The lats contribute mostly to the appearance of the back width. They have two key functions: 

  • to adduct the arm or basically bring the arm in closer to the body when it’s out to the side; 
  • and to extend the arm or basically bring the arm in closer to the body when it’s out in front. 

If we want to hit the lats, we should be performing exercises that train shoulder extension and shoulder adduction.

The Traps

The traps contribute mostly to the appearance of back thickness. While their individual functions are highly varied, the upper traps’ main function is to elevate the scapula like in a shrug. While the mid and lower traps primarily retract the scapula like in a row. 

The Rhomboids

The rhomboids are split into a rhomboid major and a rhomboid minor. But both have the same main function which is scapular attraction. So for the most part these muscles will be targeted with the same basic exercises that hit the mid-traps

The Erector Spinae

The spinal erectors of the lower back extend all the way up the spine to the skull and function to extend the entire vertebral column. Also, strong erector spinae muscles prevent back pain.

15 Back Exercises With Kettlebells

We’re going to be focusing on kettlebells for improving back. These exercises are perfect for both fitness levels beginners and professionals. And all you need are two kettlebells. And we’re going to be using a chair to help with some of the movements. Let’s get started.

If you are a beginner or a woman, move through 5-6 exercises, 10 reps of every exercise (with a 6-kg kettlebell light weight).

If you are a man, perform 10 exercises with an 8-kg kettlebell weight. Be sure to do 10 reps of every exercise. Your back muscles will burn tomorrow! Make sure you get a good stretch in.

If you are a professional athlete, perform all 15 exercises (12-15 reps) with a 10-kg or 16-kg kettlebell weight.
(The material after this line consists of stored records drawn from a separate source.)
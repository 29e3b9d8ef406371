//! Retrieval over the chunk store: BM25 and dense-vector variants behind one trait.

pub mod bm25;
pub mod tokenizer;
pub mod vector;

use crate::config::{Config, EmbeddingProvider, RetrievalMethod};
use crate::corpus::Chunk;
use crate::embeddings::{Embedder, LocalEmbedder, OpenAIEmbedder};
use crate::cache::EmbeddingCache;
use crate::error::{RagevalError, Result};
use async_trait::async_trait;
use serde::{Deserialize, Serialize};
use std::sync::Arc;

pub use bm25::Bm25Retriever;
pub use tokenizer::{tokenize, TOKENIZER_VERSION};
pub use vector::VectorRetriever;

/// One ranked hit: chunk identity, retriever score, and 1-indexed rank.
#[derive(Debug, Clone, PartialEq, Serialize, Deserialize)]
pub struct RetrievedChunk {
    pub chunk_id: String,
    pub score: f64,
    pub rank: usize,
}

/// Ranked retrieval output, descending by score, at most `top_k` long.
#[derive(Debug, Clone, Default, PartialEq, Serialize, Deserialize)]
#[serde(transparent)]
pub struct RetrievalResult {
    pub hits: Vec<RetrievedChunk>,
}

impl RetrievalResult {
    /// Chunk ids in rank order.
    pub fn ids(&self) -> impl Iterator<Item = &str> {
        self.hits.iter().map(|h| h.chunk_id.as_str())
    }

    pub fn len(&self) -> usize {
        self.hits.len()
    }

    pub fn is_empty(&self) -> bool {
        self.hits.is_empty()
    }
}

/// A ranking function over an indexed corpus.
///
/// `index` is called once per run; `retrieve` is then shared read-only across
/// workers, so implementations must be deterministic for identical inputs.
#[async_trait]
pub trait Retriever: Send + Sync {
    /// Short name used in logs and run metadata.
    fn name(&self) -> &'static str;

    /// Build the index. Fails with `EmptyCorpus` when `chunks` is empty.
    async fn index(&mut self, chunks: &[Chunk]) -> Result<()>;

    fn is_indexed(&self) -> bool;

    /// Rank chunks for `query`. Fails with `NotIndexed` before `index`.
    async fn retrieve(&self, query: &str, top_k: usize) -> Result<RetrievalResult>;
}

/// Turn per-chunk scores (in corpus order) into a ranked result.
///
/// The sort is stable, so equal scores keep corpus order.
pub(crate) fn rank_scores(
    scored: Vec<(usize, f64)>,
    chunk_ids: &[String],
    top_k: usize,
) -> RetrievalResult {
    let mut scored = scored;
    scored.sort_by(|a, b| b.1.total_cmp(&a.1));

    let hits = scored
        .into_iter()
        .take(top_k)
        .enumerate()
        .map(|(idx, (position, score))| RetrievedChunk {
            chunk_id: chunk_ids[position].clone(),
            score,
            rank: idx + 1,
        })
        .collect();

    RetrievalResult { hits }
}

/// Build the retriever selected by `retrieval.method`.
///
/// The returned retriever is not indexed yet.
pub fn build_retriever(config: &Config) -> Result<Box<dyn Retriever>> {
    match config.retrieval.method {
        RetrievalMethod::Bm25 => Ok(Box::new(Bm25Retriever::new(config.retrieval.bm25))),
        RetrievalMethod::Vector => {
            let embedder: Arc<dyn Embedder> = match config.embeddings.provider {
                EmbeddingProvider::Local => {
                    Arc::new(LocalEmbedder::new(config.embeddings.dimensions))
                }
                EmbeddingProvider::Openai => {
                    let api_key = config
                        .embeddings_api_key()
                        .map_err(|e| RagevalError::Config(e.to_string()))?;
                    let cache = if config.embeddings.cache_capacity > 0 {
                        Some(Arc::new(EmbeddingCache::new(config.embeddings.cache_capacity)))
                    } else {
                        None
                    };
                    Arc::new(OpenAIEmbedder::from_config(&config.embeddings, &config.llm, api_key, cache)?)
                }
            };
            Ok(Box::new(VectorRetriever::new(embedder)))
        }
    }
}

#[cfg(test)]
mod tests {
    use super::*;

    fn ids(n: usize) -> Vec<String> {
        (0..n).map(|i| format!("c{}", i)).collect()
    }

    #[test]
    fn test_rank_scores_orders_descending_with_ranks() {
        let result = rank_scores(vec![(0, 0.5), (1, 2.0), (2, 1.0)], &ids(3), 10);
        let order: Vec<&str> = result.ids().collect();
        assert_eq!(order, vec!["c1", "c2", "c0"]);
        for (idx, hit) in result.hits.iter().enumerate() {
            assert_eq!(hit.rank, idx + 1);
        }
    }

    #[test]
    fn test_rank_scores_ties_keep_corpus_order() {
        let result = rank_scores(vec![(0, 1.0), (1, 3.0), (2, 1.0), (3, 1.0)], &ids(4), 10);
        let order: Vec<&str> = result.ids().collect();
        assert_eq!(order, vec!["c1", "c0", "c2", "c3"]);
    }

    #[test]
    fn test_rank_scores_truncates_to_top_k() {
        let result = rank_scores(vec![(0, 1.0), (1, 2.0), (2, 3.0)], &ids(3), 2);
        assert_eq!(result.len(), 2);
        assert_eq!(result.hits[0].chunk_id, "c2");

        let empty = rank_scores(vec![(0, 1.0)], &ids(1), 0);
        assert!(empty.is_empty());
    }

    #[test]
    fn test_retrieval_result_serializes_as_list() {
        let result = rank_scores(vec![(0, 1.5)], &ids(1), 5);
        let json = serde_json::to_value(&result).unwrap();
        assert!(json.is_array());
        assert_eq!(json[0]["chunk_id"], "c0");
        assert_eq!(json[0]["rank"], 1);
    }
}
Good luck!

Whole Back Kettlebell Exercises

Here are our exercises for your whole back muscles.

1. Assisted Single-Arm Bent Over Row

For the first exercise, we’re going to be doing an assisted single-arm bent-over row. You need one kettlebell and you don’t need to go super heavy kettlebells.
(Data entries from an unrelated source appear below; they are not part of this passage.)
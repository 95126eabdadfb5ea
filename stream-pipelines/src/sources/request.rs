/********************************************************************************
 * Copyright (c) 2026 Contributors to the Eclipse Foundation
 *
 * See the NOTICE file(s) distributed with this work for additional
 * information regarding copyright ownership.
 *
 * This program and the accompanying materials are made available under the
 * terms of the Apache License Version 2.0 which is available at
 * https://www.apache.org/licenses/LICENSE-2.0
 *
 * SPDX-License-Identifier: Apache-2.0
 ********************************************************************************/

//! Single-shot asynchronous request wrapped as a one-item stream.

use crate::error::{BoxError, PipelineError};
use crate::observability::events;
use crate::runtime::stage_runtime::StageRuntime;
use crate::stream::{channel, Delivery, Stream};
use async_trait::async_trait;
use std::error::Error;
use std::fmt;
use std::fmt::{Debug, Display, Formatter};
use std::sync::Arc;
use tokio_util::sync::CancellationToken;
use tracing::{debug, warn};

const COMPONENT: &str = "request_async";

/// Transport seam for [`request_async`], e.g. an HTTP client.
#[async_trait]
pub trait RequestClient<Req>: Send + Sync {
    type Response: Send;

    async fn execute(&self, request: Req) -> Result<Self::Response, BoxError>;
}

/// Why a request produced no value.
pub enum RequestError {
    /// The token fired before the response was decoded.
    Cancelled,
    /// Transport or decoding failure reported by the client or the decoder.
    Failed(BoxError),
}

impl Debug for RequestError {
    fn fmt(&self, f: &mut Formatter<'_>) -> fmt::Result {
        match self {
            RequestError::Cancelled => write!(f, "Cancelled"),
            RequestError::Failed(err) => write!(f, "Failed({err:?})"),
        }
    }
}

impl Display for RequestError {
    fn fmt(&self, f: &mut Formatter<'_>) -> fmt::Result {
        match self {
            RequestError::Cancelled => write!(f, "request cancelled before completion"),
            RequestError::Failed(err) => write!(f, "request failed: {err}"),
        }
    }
}

impl Error for RequestError {
    fn source(&self) -> Option<&(dyn Error + 'static)> {
        match self {
            RequestError::Cancelled => None,
            RequestError::Failed(err) => Some(err.as_ref()),
        }
    }
}

pub type RequestOutcome<T> = Result<T, RequestError>;

/// Executes `request` on `client`, decodes the response with `decode` and emits
/// the single outcome before closing the stream.
///
/// When `token` fires first the outcome is [`RequestError::Cancelled`], offered
/// without blocking so an absent reader cannot keep the task alive.
pub fn request_async<Req, C, D, T>(
    token: &CancellationToken,
    client: Arc<C>,
    request: Req,
    decode: D,
) -> Result<Stream<RequestOutcome<T>>, PipelineError>
where
    Req: Send + 'static,
    C: RequestClient<Req> + ?Sized + 'static,
    D: FnOnce(Result<C::Response, BoxError>) -> Result<T, BoxError> + Send + 'static,
    T: Send + 'static,
{
    let runtime = StageRuntime::acquire(COMPONENT)?;
    let (writer, output) = channel();
    let token = token.clone();

    runtime.spawn(COMPONENT, async move {
        let outcome = tokio::select! {
            biased;
            _ = token.cancelled() => Err(RequestError::Cancelled),
            response = client.execute(request) => decode(response).map_err(RequestError::Failed),
        };

        match &outcome {
            Ok(_) => debug!(event = events::REQUEST_COMPLETE, component = COMPONENT, "request decoded"),
            Err(err) => warn!(event = events::REQUEST_FAILED, component = COMPONENT, %err, "request produced no value"),
        }

        if token.is_cancelled() {
            if !writer.try_send(outcome) {
                debug!(component = COMPONENT, "nobody waiting for the cancelled outcome");
            }
        } else if writer.send_or_cancel(&token, outcome).await != Delivery::Delivered {
            debug!(component = COMPONENT, "request outcome was not received");
        }
    });

    Ok(output)
}
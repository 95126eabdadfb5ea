/********************************************************************************
 * Copyright (c) 2026 Contributors to the Eclipse Foundation
 *
 * See the NOTICE file(s) distributed with this work for additional
 * information regarding copyright ownership.
 *
 * This program and the accompanying materials are made available under the
 * terms of the Apache License Version 2.0 which is available at
 * https://www.apache.org/licenses/LICENSE-2.0
 *
 * SPDX-License-Identifier: Apache-2.0
 ********************************************************************************/

//! Throughput of the sequential worker stage against fan-out/fan-in.

use criterion::{black_box, criterion_group, criterion_main, BenchmarkId, Criterion, Throughput};
use stream_pipelines::{fan_in, fan_out, from_iter, worker_stage, Stream};
use tokio::runtime::Runtime;
use tokio_util::sync::CancellationToken;

const ITEMS: u64 = 2_000;

fn checksum(_token: &CancellationToken, n: u64) -> u64 {
    (0..64).fold(n, |acc, round| acc.rotate_left(5) ^ (round * 0x9e37_79b9))
}

async fn drain(stream: Stream<u64>) -> u64 {
    let mut sum = 0u64;
    while let Some(value) = stream.recv().await {
        sum = sum.wrapping_add(value);
    }
    sum
}

fn bench_worker_stage(c: &mut Criterion) {
    let runtime = Runtime::new().expect("tokio runtime");
    let mut group = c.benchmark_group("worker_stage");
    group.throughput(Throughput::Elements(ITEMS));

    group.bench_function("sequential", |b| {
        b.to_async(&runtime).iter(|| async {
            let token = CancellationToken::new();
            let source = from_iter(&token, 0..ITEMS).expect("inside runtime");
            let output = worker_stage(&token, source, checksum).expect("inside runtime");
            black_box(drain(output).await)
        });
    });
    group.finish();
}

fn bench_fan_out_fan_in(c: &mut Criterion) {
    let runtime = Runtime::new().expect("tokio runtime");
    let mut group = c.benchmark_group("fan_out_fan_in");
    group.throughput(Throughput::Elements(ITEMS));

    for workers in [1usize, 2, 4, 8] {
        group.bench_with_input(BenchmarkId::from_parameter(workers), &workers, |b, &workers| {
            b.to_async(&runtime).iter(|| async move {
                let token = CancellationToken::new();
                let source = from_iter(&token, 0..ITEMS).expect("inside runtime");
                let pool = fan_out(&token, source, workers, checksum).expect("inside runtime");
                let merged = fan_in(&token, pool).expect("inside runtime");
                black_box(drain(merged).await)
            });
        });
    }
    group.finish();
}

criterion_group!(benches, bench_worker_stage, bench_fan_out_fan_in);
criterion_main!(benches);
You’re going to place one hand on the chair. Make sure that your hips are not too far backward or you’re leaning too far forwards. You want the wrist to be stacked right underneath your shoulder. Keep your back flat. If you’re having a hard time and your back is rounding out, remember you’ve got to engage your core by tightening up your lower back. 
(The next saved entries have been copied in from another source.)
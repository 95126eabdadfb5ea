/********************************************************************************
 * Copyright (c) 2026 Contributors to the Eclipse Foundation
 *
 * See the NOTICE file(s) distributed with this work for additional
 * information regarding copyright ownership.
 *
 * This program and the accompanying materials are made available under the
 * terms of the Apache License Version 2.0 which is available at
 * https://www.apache.org/licenses/LICENSE-2.0
 *
 * SPDX-License-Identifier: Apache-2.0
 ********************************************************************************/

//! Fan-out of one shared input stream over a fixed pool of worker stages.

use crate::error::PipelineError;
use crate::flow::worker::{spawn_worker_stage, WorkerFunc};
use crate::observability::events;
use crate::runtime::stage_runtime::StageRuntime;
use crate::stream::{channel, Delivery, Stream};
use std::sync::Arc;
use tokio_util::sync::CancellationToken;
use tracing::{debug, trace};

const COMPONENT: &str = "fan_out";

/// Starts `max_procs` worker stages that all consume the same `input` and emits
/// each worker's output stream as soon as it is running.
///
/// Workers compete for items, so every item reaches exactly one worker and the
/// channel hand-off itself balances the load. If `token` fires before all
/// workers are emitted, the outer stream closes after the emitted prefix.
pub fn fan_out<In, Out, F>(
    token: &CancellationToken,
    input: Stream<In>,
    max_procs: usize,
    func: F,
) -> Result<Stream<Stream<Out>>, PipelineError>
where
    In: Send + 'static,
    Out: Send + 'static,
    F: Fn(&CancellationToken, In) -> Out + Send + Sync + 'static,
{
    let runtime = StageRuntime::acquire(COMPONENT)?;
    let (writer, workers) = channel();
    let func: WorkerFunc<In, Out> = Arc::new(func);
    let token = token.clone();
    let worker_runtime = runtime.clone();

    runtime.spawn(COMPONENT, async move {
        let mut emitted = 0usize;
        while emitted < max_procs {
            if token.is_cancelled() {
                break;
            }
            let worker_output =
                spawn_worker_stage(&worker_runtime, &token, input.clone(), func.clone(), emitted);
            match writer.send_or_cancel(&token, worker_output).await {
                Delivery::Delivered => {
                    trace!(
                        event = events::FAN_OUT_WORKER_EMITTED,
                        component = COMPONENT,
                        worker = emitted,
                        "worker stream handed out"
                    );
                    emitted += 1;
                }
                Delivery::Cancelled | Delivery::Abandoned => break,
            }
        }
        debug!(
            event = events::STAGE_CLOSED,
            component = COMPONENT,
            emitted,
            max_procs,
            cancelled = token.is_cancelled(),
            "worker stream closed"
        );
    });

    Ok(workers)
}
So, feet hip-width apart. And you’re going to lift the kettlebell up. As if you’re trying to tuck it into the pocket of your armpit. After performing 12 reps, do the other side switching hands.

2. Bent Over Tricep Kickback

For the second exercise, we’re going to be doing a bent-over tricep kickback. You can also support your body weight with the use of your chair. You can have a staggered stance if you’d like. Holding onto your weight start with your arm bent and your kettlebell towards your chest. You’re going to kick your arm back simply extending your hand all the way out as if you’re trying to touch the back wall. 

Switch your hand on the chair for your support. Bring the kettlebell up to your chest and then start kicking back.

If one side feels harder than the other, that’s the whole reason behind unilateral movement so that you can strengthen both sides. Remember you want to keep your elbow up the whole time. If your elbow starts to sink, just reset yourself.

3. Bicep Curl + ISO Hold

On our third exercise, we’re going to be doing a standing single-arm bicep curl and the other arm is going to be doing an ISO hold. So it’s going to burn a little bit.

Grab onto both kettlebells standing comfortably with your feet hip-width apart. You’re going to decide which side you’re going to start on. Hold your bicep curl at a 90-degree angle on one side and do 12 bicep curls with the other hand all the way up and all the way down. If you feel like you’re starting to lose that ISO hold, reset. Switch your arms.

4. Renegade Row

Onto our last exercise, it’s the renegade row. You need one kettlebell. Starting in your plank position, you want to make sure that your wrists are stacked right underneath your shoulders. If you’re going to be doing bodyweight, you’re going to be lifting up your hands close to your shoulder as if you’re pulling a weight up into your armpit. 

Once you feel comfortable, start with one side of your renegade row. So stay stable on your right hand. You’re going to be lifting up the kettlebell into your armpit for a renegade row. What you want to avoid is letting your hips twist open. That means your core muscles are starting to disengage. Once it starts to happen, reset yourself. Bring it down to your knee and then come up again to start.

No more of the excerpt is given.